**Task details**
For the entries below, print exactly the lines between the line holding "fn manager(server: &ServerGuard)" and the line holding "fn page(n: u32)", inclusive, and nothing else.

** Data to examine follows **

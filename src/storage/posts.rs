use anyhow::Result;
use sqlx::{QueryBuilder, SqliteConnection};
use std::collections::HashSet;

use super::schema::Database;
use super::sources::write_source;
use super::types::{
    CommitStats, DatabaseError, MergePlan, Post, PostQuery, PostSort, SortOrder, Source,
};

/// Hard cap on listed posts (OOM protection)
const MAX_POSTS: i64 = 2000;

const POST_COLUMNS: &str =
    "p.id, p.source_id, p.guid, p.title, p.body, p.link, p.author, p.image_url, p.created, p.found, p.idx";

impl Database {
    // ========================================================================
    // Ingestion
    // ========================================================================

    /// GUIDs already stored for a source.
    pub async fn existing_guids(&self, source_id: i64) -> Result<HashSet<String>, DatabaseError> {
        let rows: Vec<(String,)> = sqlx::query_as("SELECT guid FROM posts WHERE source_id = ?")
            .bind(source_id)
            .fetch_all(&self.pool)
            .await?;
        Ok(rows.into_iter().map(|(guid,)| guid).collect())
    }

    /// Write the outcome of one poll in a single transaction.
    ///
    /// Applies the merge plan, runs the sequencer when the plan brought new
    /// posts, and saves the source (including its advanced `max_index`). A
    /// failure anywhere rolls everything back, leaving the previous poll's
    /// state in place.
    ///
    /// Inserts use `INSERT OR IGNORE` so a GUID that appeared between planning
    /// and commit is updated rather than duplicated.
    pub async fn commit_poll(
        &self,
        source: &mut Source,
        plan: &MergePlan,
    ) -> Result<CommitStats, DatabaseError> {
        let now = chrono::Utc::now().timestamp();
        let mut tx = self.pool.begin().await?;
        let mut stats = CommitStats::default();

        for post in &plan.inserts {
            let result = sqlx::query(
                r#"
                INSERT OR IGNORE INTO posts
                    (source_id, guid, title, body, link, author, image_url, created, found, idx)
                VALUES (?, ?, ?, ?, ?, ?, ?, ?, ?, 0)
            "#,
            )
            .bind(source.id)
            .bind(&post.guid)
            .bind(&post.title)
            .bind(&post.body)
            .bind(&post.link)
            .bind(&post.author)
            .bind(&post.image_url)
            .bind(post.created)
            .bind(now)
            .execute(&mut *tx)
            .await?;

            if result.rows_affected() > 0 {
                stats.inserted += 1;
            } else {
                update_post(&mut tx, source.id, post).await?;
                stats.updated += 1;
            }
        }

        for post in &plan.updates {
            update_post(&mut tx, source.id, post).await?;
            stats.updated += 1;
        }

        if plan.changed() {
            stats.sequenced = sequence_posts(&mut tx, source).await?;
        }

        write_source(&mut tx, source).await?;
        tx.commit().await?;

        Ok(stats)
    }

    // ========================================================================
    // Post Queries
    // ========================================================================

    /// Posts of one source in index order (unsequenced posts first).
    pub async fn get_posts_for_source(&self, source_id: i64) -> Result<Vec<Post>> {
        let posts = sqlx::query_as::<_, Post>(&format!(
            "SELECT {POST_COLUMNS} FROM posts p WHERE p.source_id = ? ORDER BY p.idx ASC, p.created ASC, p.id ASC"
        ))
        .bind(source_id)
        .fetch_all(&self.pool)
        .await?;
        Ok(posts)
    }

    /// Filtered, sorted post listing for the presentation layer.
    pub async fn list_posts(&self, query: &PostQuery) -> Result<Vec<Post>> {
        let limit = query.limit.unwrap_or(500).clamp(1, MAX_POSTS);

        let mut builder: QueryBuilder<sqlx::Sqlite> = QueryBuilder::new(format!(
            "SELECT {POST_COLUMNS} FROM posts p JOIN sources s ON s.id = p.source_id WHERE 1 = 1"
        ));

        // LIKE is case-insensitive for ASCII in SQLite
        if let Some(name) = query.source_name.as_deref() {
            builder.push(" AND s.name LIKE ");
            builder.push_bind(like_pattern(name));
            builder.push(" ESCAPE '\\'");
        }
        if let Some(title) = query.title.as_deref() {
            builder.push(" AND p.title LIKE ");
            builder.push_bind(like_pattern(title));
            builder.push(" ESCAPE '\\'");
        }
        if let Some(from) = query.created_from {
            builder.push(" AND p.created >= ");
            builder.push_bind(from);
        }
        if let Some(to) = query.created_to {
            builder.push(" AND p.created <= ");
            builder.push_bind(to);
        }

        let column = match query.sort {
            PostSort::Created => "p.created",
            PostSort::Title => "p.title COLLATE NOCASE",
            PostSort::Body => "p.body COLLATE NOCASE",
        };
        let direction = match query.order {
            SortOrder::Ascending => "ASC",
            SortOrder::Descending => "DESC",
        };
        builder.push(format!(" ORDER BY {column} {direction}, p.id {direction} LIMIT "));
        builder.push_bind(limit);

        tracing::debug!(limit = limit, "list_posts with limit cap");
        let posts: Vec<Post> = builder.build_query_as().fetch_all(&self.pool).await?;
        Ok(posts)
    }
}

async fn update_post(
    conn: &mut SqliteConnection,
    source_id: i64,
    post: &super::types::ParsedPost,
) -> Result<(), DatabaseError> {
    // idx and found are left alone
    sqlx::query(
        r#"
        UPDATE posts SET
            title = ?, body = ?, link = ?, author = ?, image_url = ?, created = ?
        WHERE source_id = ? AND guid = ?
    "#,
    )
    .bind(&post.title)
    .bind(&post.body)
    .bind(&post.link)
    .bind(&post.author)
    .bind(&post.image_url)
    .bind(post.created)
    .bind(source_id)
    .bind(&post.guid)
    .execute(&mut *conn)
    .await?;
    Ok(())
}

/// Hand out indices to every unsequenced post of `source`, oldest first,
/// continuing from `source.max_index`. Advances `source.max_index`.
async fn sequence_posts(
    conn: &mut SqliteConnection,
    source: &mut Source,
) -> Result<usize, DatabaseError> {
    let pending: Vec<(i64,)> = sqlx::query_as(
        "SELECT id FROM posts WHERE source_id = ? AND idx = 0 ORDER BY created ASC, id ASC",
    )
    .bind(source.id)
    .fetch_all(&mut *conn)
    .await?;

    let mut next = source.max_index;
    for (post_id,) in &pending {
        next += 1;
        sqlx::query("UPDATE posts SET idx = ? WHERE id = ?")
            .bind(next)
            .bind(post_id)
            .execute(&mut *conn)
            .await?;
    }

    source.max_index = next;
    Ok(pending.len())
}

fn like_pattern(needle: &str) -> String {
    let escaped = needle
        .replace('\\', "\\\\")
        .replace('%', "\\%")
        .replace('_', "\\_");
    format!("%{}%", escaped)
}
//! One poll of one source: conditional fetch, status handling, ingestion.
//!
//! A poll never fails on HTTP trouble. Every outcome is recorded on the
//! source (`status_code`, `last_result`, `interval`, ...) and committed
//! together with any new posts in a single transaction. Only storage
//! errors surface to the caller.

use std::collections::HashSet;
use std::sync::{Arc, Mutex};
use std::time::Duration;

use chrono::{DateTime, Utc};
use futures::StreamExt;
use reqwest::header::{self, HeaderMap, HeaderValue};
use reqwest::redirect;
use thiserror::Error;
use tracing::{debug, info, warn};

use super::agent::user_agent;
use super::ingest::import_feed;
use super::interval::{adjust, schedule, Cadence};
use super::proxy::ProxyPool;
use crate::config::Config;
use crate::storage::{CommitStats, Database, DatabaseError, MergePlan, Proxy, Source};
use crate::util::{resolve_location, truncate_chars};

/// A temporary redirect to the same target for longer than this is adopted
pub const PROMOTE_AFTER_DAYS: i64 = 60;

/// 304s for longer than this drop the conditional-fetch cache
pub const STALE_CACHE_DAYS: i64 = 7;

const MAX_RESULT_CHARS: usize = 255;

/// Transport-level failures. HTTP statuses are not errors here.
#[derive(Debug, Error)]
pub enum FetchError {
    #[error("{0}")]
    Network(#[from] reqwest::Error),
    #[error("Request timed out")]
    Timeout,
    #[error("Feed too large (over {0} bytes)")]
    ResponseTooLarge(usize),
    #[error("Incomplete response: expected {expected} bytes, received {received}")]
    IncompleteResponse { expected: u64, received: usize },
}

#[derive(Debug, Error)]
pub enum PollError {
    #[error("source {0} is already being polled")]
    InFlight(i64),
    #[error(transparent)]
    Store(#[from] DatabaseError),
}

/// Knobs for the HTTP side of polling.
#[derive(Debug, Clone)]
pub struct PollSettings {
    /// Product token at the start of the crawler User-Agent
    pub user_agent: String,
    /// Host name advertised in the crawler User-Agent
    pub server: String,
    pub fetch_timeout: Duration,
    pub max_feed_bytes: usize,
    pub excerpt_chars: usize,
    /// Polls running at once within a batch
    pub concurrency: usize,
}

impl Default for PollSettings {
    fn default() -> Self {
        Self::from(&Config::default())
    }
}

impl From<&Config> for PollSettings {
    fn from(config: &Config) -> Self {
        Self {
            user_agent: config.user_agent.clone(),
            server: config.server.clone(),
            fetch_timeout: Duration::from_secs(config.fetch_timeout_secs),
            max_feed_bytes: config.max_feed_bytes,
            excerpt_chars: config.excerpt_chars,
            concurrency: config.concurrency.max(1),
        }
    }
}

/// What a finished poll left on the source.
#[derive(Debug, Clone, PartialEq, Eq)]
pub struct PollSummary {
    pub status_code: i64,
    pub last_result: Option<String>,
    pub interval: i64,
    pub live: bool,
    pub stats: CommitStats,
}

/// Outcome of one poll, keyed by source for correlation.
#[derive(Debug)]
pub struct PollReport {
    pub source_id: i64,
    pub result: Result<PollSummary, PollError>,
}

/// Polls sources. Cheap to clone; clones share clients, pool and the
/// in-flight set.
#[derive(Clone)]
pub struct Poller {
    db: Database,
    /// Primary requests: redirects are handled by hand
    client: reqwest::Client,
    /// Follow-up after a temporary redirect
    follow_client: reqwest::Client,
    proxies: ProxyPool,
    pub(super) settings: Arc<PollSettings>,
    in_flight: Arc<Mutex<HashSet<i64>>>,
}
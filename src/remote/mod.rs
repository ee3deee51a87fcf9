pub mod client;

use std::fmt;
use std::sync::Arc;

use thiserror::Error;

pub use client::{DEFAULT_API_URL, TaskApiClient};

/// Which remote call failed. The label is part of every error message.
#[derive(Debug, Clone, Copy, PartialEq, Eq, Hash)]
pub enum Operation {
    Fetch,
    Add,
    Update,
    Delete,
}

impl Operation {
    pub fn label(&self) -> &'static str {
        match self {
            Self::Fetch => "Fetch Task",
            Self::Add => "Add Task",
            Self::Update => "Update Task",
            Self::Delete => "Delete Task",
        }
    }

    pub fn method(&self) -> reqwest::Method {
        match self {
            Self::Fetch => reqwest::Method::GET,
            Self::Add => reqwest::Method::POST,
            Self::Update => reqwest::Method::PUT,
            Self::Delete => reqwest::Method::DELETE,
        }
    }
}

impl fmt::Display for Operation {
    fn fmt(&self, f: &mut fmt::Formatter<'_>) -> fmt::Result {
        f.write_str(self.label())
    }
}

/// Errors from the task resource. Cheap to clone so one failed read can be
/// handed to every caller that waited on it.
#[derive(Debug, Clone, Error)]
pub enum TaskApiError {
    /// The server answered with a non-success status.
    #[error("{operation} failed: {status} {status_text}")]
    RequestFailed {
        operation: Operation,
        status: u16,
        status_text: String,
        url: String,
    },
    /// No usable response: connection failure or an undecodable body.
    #[error("{operation} failed: {source}")]
    Transport {
        operation: Operation,
        url: String,
        #[source]
        source: Arc<reqwest::Error>,
    },
    #[error("Failed to build HTTP client: {0}")]
    Client(#[source] Arc<reqwest::Error>),
}

impl TaskApiError {
    pub fn operation(&self) -> Option<Operation> {
        match self {
            Self::RequestFailed { operation, .. } | Self::Transport { operation, .. } => {
                Some(*operation)
            }
            Self::Client(_) => None,
        }
    }

    pub fn status(&self) -> Option<u16> {
        match self {
            Self::RequestFailed { status, .. } => Some(*status),
            _ => None,
        }
    }

    pub(crate) fn transport(operation: Operation, url: &str, source: reqwest::Error) -> Self {
        Self::Transport {
            operation,
            url: url.to_string(),
            source: Arc::new(source),
        }
    }
}
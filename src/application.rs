use std::time::Duration;

use crate::components::task_row::render_table;
use crate::config::ClientConfig;
use crate::message::Message;
use crate::pages::task_form::{FormSubmission, TaskForm};
use crate::pages::task_list::TaskListPage;
use crate::query::{PageReset, TaskQueries};
use crate::remote::{TaskApiClient, TaskApiError};

/// The task manager view: list, form and toast over one set of queries.
pub struct TaskManager {
    queries: TaskQueries,
    list: TaskListPage,
    form: TaskForm,
}

impl TaskManager {
    pub fn new(config: &ClientConfig) -> Result<Self, TaskApiError> {
        let client = TaskApiClient::new(&config.api_url)?;
        Ok(Self::with_queries(config, TaskQueries::new(client)))
    }

    pub fn with_queries(config: &ClientConfig, queries: TaskQueries) -> Self {
        Self {
            queries,
            list: TaskListPage::new(
                config.sentinel_threshold,
                Duration::from_millis(config.toast_timeout_ms),
            ),
            form: TaskForm::new(),
        }
    }

    pub fn list(&self) -> &TaskListPage {
        &self.list
    }

    pub fn form(&self) -> &TaskForm {
        &self.form
    }

    pub fn queries(&self) -> &TaskQueries {
        &self.queries
    }

    pub async fn update(&mut self, message: Message) {
        match message {
            Message::Load => {
                let page = self.list.begin_load();
                self.load_page(page).await;
            }

            Message::Retry => {
                self.queries.invalidate(self.list.page());
                let page = self.list.begin_load();
                self.load_page(page).await;
            }

            Message::Sentinel(entry) => {
                if let Some(next) = self.list.on_sentinel(entry) {
                    self.load_page(next).await;
                }
            }

            Message::EditTask(id) => match self.list.find(&id).cloned() {
                Some(task) => self.form.load(&task),
                None => log::warn!("Edit requested for unknown task {}", id),
            },

            Message::DeleteTask(id) => {
                match self.queries.remove(&id, self.list.page()).await {
                    Ok(PageReset) => {
                        if self.form.editing() == Some(id.as_str()) {
                            self.form.reset();
                        }
                        self.list.toast_slot().success("Task deleted successfully");
                        self.list.reset_to_first_page();
                        let page = self.list.begin_load();
                        self.load_page(page).await;
                    }
                    Err(e) => {
                        log::warn!("Delete of {} failed: {}", id, e);
                        self.list.toast_slot().failure("Failed to delete task");
                    }
                }
            }

            Message::Form(field) => self.form.set(field),

            Message::FormBlur(field) => self.form.blur(&field),

            Message::SubmitForm => self.submit().await,

            Message::ResetForm => self.form.reset(),

            Message::DismissToast => self.list.toast_slot().dismiss(),
        }
    }

    async fn submit(&mut self) {
        let submission = match self.form.submit() {
            Ok(s) => s,
            Err(errors) => {
                log::debug!("Form rejected: {:?}", errors);
                return;
            }
        };
        let page = self.list.page();

        match submission {
            FormSubmission::Create(payload) => match self.queries.create(&payload, page).await {
                Ok(_) => {
                    self.form.reset();
                    self.list.toast_slot().success("Task created successfully");
                    self.refresh().await;
                }
                Err(e) => {
                    log::warn!("Create failed: {}", e);
                    self.list.toast_slot().failure("Failed to create task");
                }
            },
            FormSubmission::Update { id, fields } => {
                match self.queries.update(&id, &fields, page).await {
                    Ok(task) => {
                        self.list.on_task_updated(task);
                        self.form.reset();
                        self.list.toast_slot().success("Task updated successfully");
                        self.refresh().await;
                    }
                    Err(e) => {
                        log::warn!("Update of {} failed: {}", id, e);
                        self.list.toast_slot().failure("Failed to update task");
                    }
                }
            }
        }
    }

    /// Re-read the current page after a write invalidated it.
    async fn refresh(&mut self) {
        let page = self.list.begin_load();
        self.load_page(page).await;
    }

    async fn load_page(&mut self, page: u32) {
        let result = self.queries.query(page).await;
        let revision = self.list.revision();
        if !self.list.on_page_loaded(page, &result) {
            return;
        }
        if self.list.revision() != revision {
            log::info!(
                "Page {} loaded, {} tasks listed",
                page,
                self.list.tasks().len()
            );
        } else {
            log::debug!("Page {} loaded, list unchanged", page);
        }
    }

    /// Plain-text rendering of the current view.
    pub fn view(&self) -> String {
        let mut out = String::new();
        if let Some(toast) = self.list.toast() {
            let marker = if toast.is_success() { "ok" } else { "error" };
            out.push_str(&format!("[{}] {}\n\n", marker, toast.message));
        }
        if self.list.is_loading() {
            out.push_str("Loading...\n");
            return out;
        }
        match self.list.load_error() {
            Some(error) => out.push_str(error),
            None => out.push_str(&render_table(&self.list.rows())),
        }
        out
    }
}

#[cfg(test)]
mod tests {
    use super::*;
    use crate::core::pagination::IntersectionEntry;
    use crate::core::task::Priority;
    use crate::pages::task_form::FormField;
    use crate::pages::task_list::LIST_END;
    use crate::remote::client::tests::PAGE_ONE;
    use mockito::{Matcher, Server, ServerGuard};

    const PAGE_TWO: &str = r#"[
        {"id":"2","title":"Task 2","description":"Description 2","status":"IN_PROGRESS","priority":"MEDIUM",
         "dueDate":"2025-04-20T00:00:00.000Z","createdAt":"2025-03-05T00:00:00.000Z","updatedAt":"2025-03-07T00:00:00.000Z"},
        {"id":"3","title":"Task 3","status":"COMPLETED","priority":"LOW",
         "dueDate":"2025-05-01T00:00:00.000Z","createdAt":"2025-03-10T00:00:00.000Z","updatedAt":"2025-03-10T00:00:00.000Z"}
    ]"#;

    const PAGE_ONE_AFTER_DELETE: &str = r#"[
        {"id":"2","title":"Task 2","description":"Description 2","status":"IN_PROGRESS","priority":"MEDIUM",
         "dueDate":"2025-04-20T00:00:00.000Z","createdAt":"2025-03-05T00:00:00.000Z","updatedAt":"2025-03-07T00:00:00.000Z"}
    ]"#;

    fn manager(server: &ServerGuard) -> TaskManager {
        let config = ClientConfig {
            api_url: format!("{}/tasks", server.url()),
            ..ClientConfig::default()
        };
        TaskManager::new(&config).unwrap()
    }

    fn page(n: u32) -> Matcher {
        Matcher::UrlEncoded("page".into(), n.to_string())
    }

    fn ids(app: &TaskManager) -> Vec<&str> {
        app.list().tasks().iter().map(|t| t.id.as_str()).collect()
    }

    #[tokio::test]
    async fn scrolling_merges_pages_without_duplicates() {
        let mut server = Server::new_async().await;
        let _one = server
            .mock("GET", "/tasks")
            .match_query(page(1))
            .with_body(PAGE_ONE)
            .create_async()
            .await;
        let _two = server
            .mock("GET", "/tasks")
            .match_query(page(2))
            .with_body(PAGE_TWO)
            .create_async()
            .await;
        let _three = server
            .mock("GET", "/tasks")
            .match_query(page(3))
            .with_body("[]")
            .create_async()
            .await;

        let mut app = manager(&server);
        app.update(Message::Load).await;
        assert_eq!(ids(&app), ["1", "2"]);

        app.update(Message::Sentinel(IntersectionEntry::new(LIST_END, 1.0))).await;
        assert_eq!(ids(&app), ["1", "2", "3"]);

        app.update(Message::Sentinel(IntersectionEntry::new(LIST_END, 0.0))).await;
        app.update(Message::Sentinel(IntersectionEntry::new(LIST_END, 1.0))).await;
        assert_eq!(app.list().page(), 3);
        assert!(!app.list().has_next_page());
        assert_eq!(ids(&app), ["1", "2", "3"]);

        // Exhausted: further scrolling does nothing.
        app.update(Message::Sentinel(IntersectionEntry::new(LIST_END, 0.0))).await;
        app.update(Message::Sentinel(IntersectionEntry::new(LIST_END, 1.0))).await;
        assert_eq!(app.list().page(), 3);
    }

    #[tokio::test]
    async fn delete_resets_to_a_fresh_first_page() {
        let mut server = Server::new_async().await;
        let first = server
            .mock("GET", "/tasks")
            .match_query(page(1))
            .with_body(PAGE_ONE)
            .expect(1)
            .create_async()
            .await;
        let _two = server
            .mock("GET", "/tasks")
            .match_query(page(2))
            .with_body(PAGE_TWO)
            .create_async()
            .await;
        let _delete = server.mock("DELETE", "/tasks/1").with_status(204).create_async().await;

        let mut app = manager(&server);
        app.update(Message::Load).await;
        app.update(Message::Sentinel(IntersectionEntry::new(LIST_END, 1.0))).await;
        assert_eq!(app.list().page(), 2);
        first.assert_async().await;
        first.remove_async().await;

        let refreshed = server
            .mock("GET", "/tasks")
            .match_query(page(1))
            .with_body(PAGE_ONE_AFTER_DELETE)
            .expect(1)
            .create_async()
            .await;

        app.update(Message::DeleteTask("1".into())).await;
        refreshed.assert_async().await;
        assert_eq!(app.list().page(), 1);
        assert_eq!(ids(&app), ["2"]);
        assert_eq!(
            app.list().toast().map(|t| t.message),
            Some("Task deleted successfully".to_string())
        );
    }

    #[tokio::test]
    async fn failed_create_shows_toast_and_adds_nothing() {
        let mut server = Server::new_async().await;
        let _one = server
            .mock("GET", "/tasks")
            .match_query(page(1))
            .with_body(PAGE_ONE)
            .create_async()
            .await;
        let _post = server
            .mock("POST", "/tasks")
            .with_status(400)
            .with_body("Invalid task data")
            .create_async()
            .await;

        let mut app = manager(&server);
        app.update(Message::Load).await;
        app.update(Message::Form(FormField::Title("New Task".into()))).await;
        app.update(Message::Form(FormField::Priority(Priority::Medium))).await;
        app.update(Message::Form(FormField::DueDate("2025-05-01".into()))).await;
        app.update(Message::SubmitForm).await;

        let toast = app.list().toast().unwrap();
        assert!(!toast.is_success());
        assert_eq!(toast.message, "Failed to create task");
        assert_eq!(ids(&app), ["1", "2"]);
        // The form keeps its input for another try.
        assert_eq!(app.form().title, "New Task");
    }

    #[tokio::test]
    async fn invalid_form_never_hits_the_network() {
        let mut server = Server::new_async().await;
        let post = server.mock("POST", "/tasks").expect(0).create_async().await;

        let mut app = manager(&server);
        app.update(Message::Form(FormField::Title(" ".into()))).await;
        app.update(Message::SubmitForm).await;
        post.assert_async().await;
        assert!(app.form().errors().title.is_some());
        assert!(app.form().errors().due_date.is_some());
        assert!(app.list().toast().is_none());
    }

    #[tokio::test]
    async fn edit_and_update_refreshes_row() {
        let mut server = Server::new_async().await;
        let one = server
            .mock("GET", "/tasks")
            .match_query(page(1))
            .with_body(PAGE_ONE)
            .create_async()
            .await;
        let _put = server
            .mock("PUT", "/tasks/2")
            .match_body(Matcher::PartialJson(serde_json::json!({"title": "Task 2 renamed"})))
            .with_body(
                r#"{"id":"2","title":"Task 2 renamed","description":"Description 2","status":"IN_PROGRESS",
                    "priority":"MEDIUM","dueDate":"2025-04-20T00:00:00.000Z",
                    "createdAt":"2025-03-05T00:00:00.000Z","updatedAt":"2025-03-12T00:00:00.000Z"}"#,
            )
            .create_async()
            .await;

        let mut app = manager(&server);
        app.update(Message::Load).await;
        app.update(Message::EditTask("2".into())).await;
        assert_eq!(app.form().submit_label(), "Update Task");
        app.update(Message::Form(FormField::Title("Task 2 renamed".into()))).await;

        // The server now serves the renamed task on page 1.
        one.remove_async().await;
        let _renamed = server
            .mock("GET", "/tasks")
            .match_query(page(1))
            .with_body(PAGE_ONE.replace("\"Task 2\"", "\"Task 2 renamed\""))
            .create_async()
            .await;
        app.update(Message::SubmitForm).await;

        assert_eq!(app.list().find("2").unwrap().title, "Task 2 renamed");
        assert_eq!(ids(&app), ["1", "2"]);
        assert!(!app.form().is_editing());
        assert_eq!(
            app.list().toast().map(|t| t.message),
            Some("Task updated successfully".to_string())
        );
    }

    #[tokio::test]
    async fn read_failure_renders_inline_error() {
        let mut server = Server::new_async().await;
        let _one = server
            .mock("GET", "/tasks")
            .match_query(page(1))
            .with_status(500)
            .with_body("Server error")
            .create_async()
            .await;

        let mut app = manager(&server);
        app.update(Message::Load).await;
        assert_eq!(
            app.view(),
            "Error loading tasks: Fetch Task failed: 500 Internal Server Error"
        );
    }
}
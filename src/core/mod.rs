pub mod list_merge;
pub mod pagination;
pub mod task;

** End of Data to examine **

**Problem solution**
    fn manager(server: &ServerGuard) -> TaskManager {
        let config = ClientConfig {
            api_url: format!("{}/tasks", server.url()),
            ..ClientConfig::default()
        };
        TaskManager::new(&config).unwrap()
    }

    fn page(n: u32) -> Matcher {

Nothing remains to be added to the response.